Directions for this task: From the entries that follow, extract each line holding the string "Lock".

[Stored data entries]
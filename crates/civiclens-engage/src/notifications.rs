//! Inbox operations, always scoped to one recipient.

use std::path::Path;

use civiclens_store::{Notification, StateStore, mutate_state_jsonl};

use crate::error::{EngageError, EngageJsonlError};
use crate::validate::check_page_limit;

/// Page one recipient's notifications, newest first.
pub fn notifications_for(
    store: &StateStore,
    recipient_id: &str,
    skip: usize,
    limit: i64,
) -> Result<Vec<Notification>, EngageError> {
    let limit = check_page_limit(limit)?;
    Ok(store
        .notifications_of(recipient_id)
        .into_iter()
        .skip(skip)
        .take(limit)
        .cloned()
        .collect())
}

/// Mark one notification read on behalf of `actor_id`.
///
/// A missing id and someone else's notification are different
/// rejections: the first is `NotificationNotFound`, the second
/// `Forbidden`. Re-marking an already-read row is a no-op success.
pub fn mark_notification_read(
    store: &mut StateStore,
    actor_id: &str,
    notification_id: &str,
) -> Result<Notification, EngageError> {
    let Some(row) = store.notification(notification_id) else {
        return Err(EngageError::NotificationNotFound(
            notification_id.to_string(),
        ));
    };
    if row.recipient_id != actor_id {
        return Err(EngageError::Forbidden(format!(
            "notification {notification_id} belongs to another recipient"
        )));
    }
    let row = store
        .notification_mut(notification_id)
        .ok_or_else(|| EngageError::NotificationNotFound(notification_id.to_string()))?;
    row.read = true;
    tracing::debug!(notification_id = %notification_id, "notification marked read");
    Ok(row.clone())
}

/// Drop every notification addressed to `actor_id`, returning how many
/// rows went away. Other recipients' rows are untouched.
pub fn clear_notifications(store: &mut StateStore, actor_id: &str) -> usize {
    let removed = store.remove_notifications_of(actor_id);
    tracing::debug!(recipient_id = %actor_id, removed, "inbox cleared");
    removed
}

/// Lock-scoped mark-read against a state JSONL path. Only a real flip
/// rewrites the file.
pub fn mark_notification_read_jsonl(
    path: impl AsRef<Path>,
    actor_id: &str,
    notification_id: &str,
) -> Result<Notification, EngageJsonlError> {
    mutate_state_jsonl(path, |store| {
        let was_read = store
            .notification(notification_id)
            .map(|row| row.read)
            .unwrap_or(false);
        let row = mark_notification_read(store, actor_id, notification_id)?;
        Ok((row, !was_read))
    })
}

/// Lock-scoped clear against a state JSONL path.
pub fn clear_notifications_jsonl(
    path: impl AsRef<Path>,
    actor_id: &str,
) -> Result<usize, EngageJsonlError> {
    mutate_state_jsonl(path, |store| {
        let removed = clear_notifications(store, actor_id);
        Ok::<_, EngageError>((removed, removed > 0))
    })
}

Output below:
/// Lock-scoped mark-read against a state JSONL path. Only a real flip
/// Lock-scoped clear against a state JSONL path.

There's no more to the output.